_Task to complete:_
Here the job is to return only the lines of the material, exactly, from the first one to the line with "never contend, while".

_Extracted data:_
>>>

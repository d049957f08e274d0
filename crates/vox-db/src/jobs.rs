//! In-memory job repository.
//!
//! Records live behind a per-record lock so transitions on different jobs
//! never contend, while the outer map lock is held only for lookups,
//! insertions and removals.

use std::collections::HashMap;
use std::sync::Arc;

use async_trait::async_trait;
use tokio::sync::{Mutex, RwLock};
use tracing::debug;
use uuid::Uuid;

use vox_core::{
    Error, JobRecord, JobRepository, JobStatus, Result, SummaryResult, TranscriptResult,
};

type Slot = Arc<Mutex<JobRecord>>;

/// Job repository backed by a process-local map.
#[derive(Default)]
pub struct MemoryJobRepository {
    records: RwLock<HashMap<Uuid, Slot>>,
}

impl MemoryJobRepository {
    pub fn new() -> Self {
        Self::default()
    }

    async fn slot(&self, job_id: Uuid) -> Result<Slot> {
        self.records
            .read()
            .await
            .get(&job_id)
            .cloned()
            .ok_or(Error::JobNotFound(job_id))
    }

    /// Apply one transition under the record lock and return the new snapshot.
    async fn apply<F>(&self, job_id: Uuid, transition: F) -> Result<JobRecord>
    where
        F: FnOnce(&mut JobRecord) -> Result<()> + Send,
    {
        let slot = self.slot(job_id).await?;
        let mut record = slot.lock().await;
        transition(&mut record)?;
        Ok(record.clone())
    }
}

#[async_trait]
impl JobRepository for MemoryJobRepository {
    async fn insert(&self, record: JobRecord) -> Result<()> {
        let mut records = self.records.write().await;
        if records.contains_key(&record.job_id) {
            return Err(Error::InvalidState(format!(
                "job {} already exists",
                record.job_id
            )));
        }
        debug!(job_id = %record.job_id, session_id = %record.session_id, "Job inserted");
        records.insert(record.job_id, Arc::new(Mutex::new(record)));
        Ok(())
    }

    async fn get(&self, job_id: Uuid) -> Result<Option<JobRecord>> {
        let slot = self.records.read().await.get(&job_id).cloned();
        match slot {
            Some(slot) => Ok(Some(slot.lock().await.clone())),
            None => Ok(None),
        }
    }

    async fn get_many(&self, job_ids: &[Uuid]) -> Result<Vec<JobRecord>> {
        let slots: Vec<Slot> = {
            let records = self.records.read().await;
            job_ids
                .iter()
                .filter_map(|id| records.get(id).cloned())
                .collect()
        };

        let mut snapshots = Vec::with_capacity(slots.len());
        for slot in slots {
            snapshots.push(slot.lock().await.clone());
        }
        Ok(snapshots)
    }

    async fn claim(&self, job_id: Uuid) -> Result<Option<JobRecord>> {
        let Some(slot) = self.records.read().await.get(&job_id).cloned() else {
            return Ok(None);
        };
        let mut record = slot.lock().await;
        if record.status != JobStatus::Queued {
            return Ok(None);
        }
        record.claim()?;
        Ok(Some(record.clone()))
    }

    async fn complete(&self, job_id: Uuid, result: TranscriptResult) -> Result<JobRecord> {
        self.apply(job_id, move |record| record.complete(result))
            .await
    }

    async fn requeue(&self, job_id: Uuid, error: &str) -> Result<JobRecord> {
        self.apply(job_id, |record| record.requeue(error)).await
    }

    async fn fail(&self, job_id: Uuid, error: &str) -> Result<JobRecord> {
        self.apply(job_id, |record| record.fail(error)).await
    }

    async fn attach_summary(&self, job_id: Uuid, summary: &SummaryResult) -> Result<JobRecord> {
        self.apply(job_id, |record| record.attach_summary(summary))
            .await
    }

    async fn remove(&self, job_id: Uuid) -> Result<Option<JobRecord>> {
        let slot = self.records.write().await.remove(&job_id);
        match slot {
            Some(slot) => {
                debug!(job_id = %job_id, "Job removed");
                Ok(Some(slot.lock().await.clone()))
            }
            None => Ok(None),
        }
    }

    async fn count(&self) -> Result<usize> {
        Ok(self.records.read().await.len())
    }
}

<<<

_Solution to this problem:_
repository d049957f08e274d0
filename crates/vox-db/src/jobs.rs
//! In-memory job repository.
//!
//! Records live behind a per-record lock so transitions on different jobs
//! never contend, while the outer map lock is held only for lookups,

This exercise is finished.